Zhan Qianshan, Zeng Xiao-Jun, Wang Qian
Department of Computer Science, University of Manchester, Oxford Rd, Manchester, M13 9PL, United Kingdom.
Luca Healthcare R&D, Shanghai, 200000, China.
Neural Netw. 2025 May;185:107161. doi: 10.1016/j.neunet.2025.107161. Epub 2025 Jan 17.
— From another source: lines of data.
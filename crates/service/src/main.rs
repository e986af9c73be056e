//! Aqua AI Service - pond water quality classification and forecasting
//!
//! Loads both model bundles at startup and serves predictions over HTTP.

use anyhow::Result;
use aqua_ai_service::{api, config::ServiceConfig};
use aqua_lib::{
    classifier::ClassificationPipeline,
    forecast::ForecastPipeline,
    health::components,
    load_classification_bundle, load_forecast_bundle,
    observability::{CLASSIFICATION, FORECAST},
    AquaEngine, HealthRegistry, PipelineError, ServiceMetrics, StructuredLogger,
};
use std::path::Path;
use std::sync::Arc;
use tracing::{info, warn};
use tracing_subscriber::{fmt, prelude::*, EnvFilter};

const SERVICE_VERSION: &str = env!("CARGO_PKG_VERSION");

/// Shared handles used while loading bundles
struct Startup<'a> {
    allow_degraded: bool,
    health_registry: &'a HealthRegistry,
    metrics: &'a ServiceMetrics,
    logger: &'a StructuredLogger,
}

impl Startup<'_> {
    /// Record a bundle load; a failure aborts startup unless degraded mode is on
    async fn settle<T>(
        &self,
        component: &str,
        pipeline: &str,
        manifest: &Path,
        outcome: Result<T, PipelineError>,
        version: fn(&T) -> &str,
    ) -> Result<Option<T>> {
        self.health_registry.record_load(component, &outcome).await;
        let manifest_name = manifest.display().to_string();
        match outcome {
            Ok(loaded) => {
                self.metrics.set_model_version(pipeline, version(&loaded));
                self.logger
                    .log_model_loaded(pipeline, &manifest_name, version(&loaded));
                Ok(Some(loaded))
            }
            Err(e) => {
                self.logger
                    .log_model_load_failed(pipeline, &manifest_name, e.code(), &e.to_string());
                if !self.allow_degraded {
                    return Err(anyhow::Error::new(e)
                        .context(format!("Failed to load {} bundle", pipeline)));
                }
                warn!(pipeline = %pipeline, "Continuing without model (degraded mode)");
                Ok(None)
            }
        }
    }
}

async fn shutdown_signal() {
    if let Err(e) = tokio::signal::ctrl_c().await {
        warn!(error = %e, "Failed to listen for shutdown signal");
        std::future::pending::<()>().await;
    }
}

#[tokio::main]
async fn main() -> Result<()> {
    tracing_subscriber::registry()
        .with(EnvFilter::try_from_default_env().unwrap_or_else(|_| EnvFilter::new("info")))
        .with(fmt::layer().json())
        .init();

    info!("Starting aqua-ai-service");

    let config = ServiceConfig::load()?;
    info!(
        service = %config.service_name,
        api_port = config.api_port,
        allow_degraded = config.allow_degraded,
        "Service configured"
    );

    let health_registry = HealthRegistry::new();
    let metrics = ServiceMetrics::new();
    let logger = StructuredLogger::new(&config.service_name);

    let startup = Startup {
        allow_degraded: config.allow_degraded,
        health_registry: &health_registry,
        metrics: &metrics,
        logger: &logger,
    };
    let classification = startup
        .settle(
            components::CLASSIFIER,
            CLASSIFICATION,
            &config.classifier_bundle,
            load_classification_bundle(&config.classifier_bundle),
            ClassificationPipeline::version,
        )
        .await?;
    let forecast = startup
        .settle(
            components::FORECASTER,
            FORECAST,
            &config.forecast_bundle,
            load_forecast_bundle(&config.forecast_bundle),
            ForecastPipeline::version,
        )
        .await?;

    let degraded = classification.is_none() || forecast.is_none();
    let engine = Arc::new(AquaEngine::new(classification, forecast));
    logger.log_startup(SERVICE_VERSION, degraded);

    let cors = api::cors_layer(&config.cors_origin_list());
    let app_state = Arc::new(api::AppState::new(
        engine,
        health_registry.clone(),
        metrics,
        logger.clone(),
    ));

    health_registry.set_ready(true).await;

    api::serve(config.api_port, app_state, cors, shutdown_signal()).await?;

    logger.log_shutdown("SIGINT received");
    info!("Shutting down");

    Ok(())
}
Due to data privacy and storage concerns, Source-Free Unsupervised Domain Adaptation (SFUDA) focuses on improving an unlabelled target domain by leveraging a pre-trained source model without access to source data. While existing studies attempt to train target models by mitigating biases induced by noisy pseudo labels, they often lack theoretical guarantees for fully reducing biases and have predominantly addressed classification tasks rather than regression ones. To address these gaps, our analysis delves into the generalisation error bound of the target model, aiming to understand the intrinsic limitations of pseudo-label-based SFUDA methods. Theoretical results reveal that biases influencing generalisation error extend beyond the commonly highlighted label inconsistency bias, which denotes the mismatch between pseudo labels and ground truths, and the feature-label mapping bias, which represents the difference between the proxy target regressor and the real target regressor. Equally significant is the feature misalignment bias, indicating the misalignment between the estimated and real target feature distributions. This factor is frequently neglected or not explicitly addressed in current studies. Additionally, the label inconsistency bias can be unbounded in regression due to the continuous label space, further complicating SFUDA for regression tasks. Guided by these theoretical insights, we propose a Bias-Reduced Regression (BRR) method for SFUDA in regression. This method incorporates Feature Distribution Alignment (FDA) to reduce the feature misalignment bias, Hybrid Reliability Evaluation (HRE) to reduce the feature-label mapping bias and pseudo label updating to mitigate the label inconsistency bias. Experiments demonstrate the superior performance of the proposed BRR, and the effectiveness of FDA and HRE in reducing biases for regression tasks in SFUDA.
由于数据隐私和存储问题,无源无监督域适应(SFUDA)专注于通过利用预训练的源模型来改进未标记的目标域,而无需访问源数据。虽然现有研究试图通过减轻噪声伪标签引起的偏差来训练目标模型,但它们往往缺乏完全减少偏差的理论保证,并且主要解决的是分类任务而非回归任务。为了填补这些空白,我们的分析深入研究了目标模型的泛化误差界,旨在了解基于伪标签的SFUDA方法的内在局限性。理论结果表明,影响泛化误差的偏差不仅包括通常突出的标签不一致偏差(即伪标签与真实标签之间的不匹配)和特征-标签映射偏差(即代理目标回归器与真实目标回归器之间的差异)。同样重要的是特征不对准偏差,它表示估计的目标特征分布与真实目标特征分布之间的不对准。这个因素在当前研究中经常被忽视或未得到明确解决。此外,由于标签空间是连续的,回归中的标签不一致偏差可能是无界的,这使得SFUDA在回归任务中更加复杂。基于这些理论见解,我们提出了一种用于回归中SFUDA的偏差减少回归(BRR)方法。该方法结合了特征分布对齐(FDA)以减少特征不对准偏差、混合可靠性评估(HRE)以减少特征-标签映射偏差以及伪标签更新以减轻标签不一致偏差。实验证明了所提出的BRR的优越性能,以及FDA和HRE在减少SFUDA中回归任务偏差方面的有效性。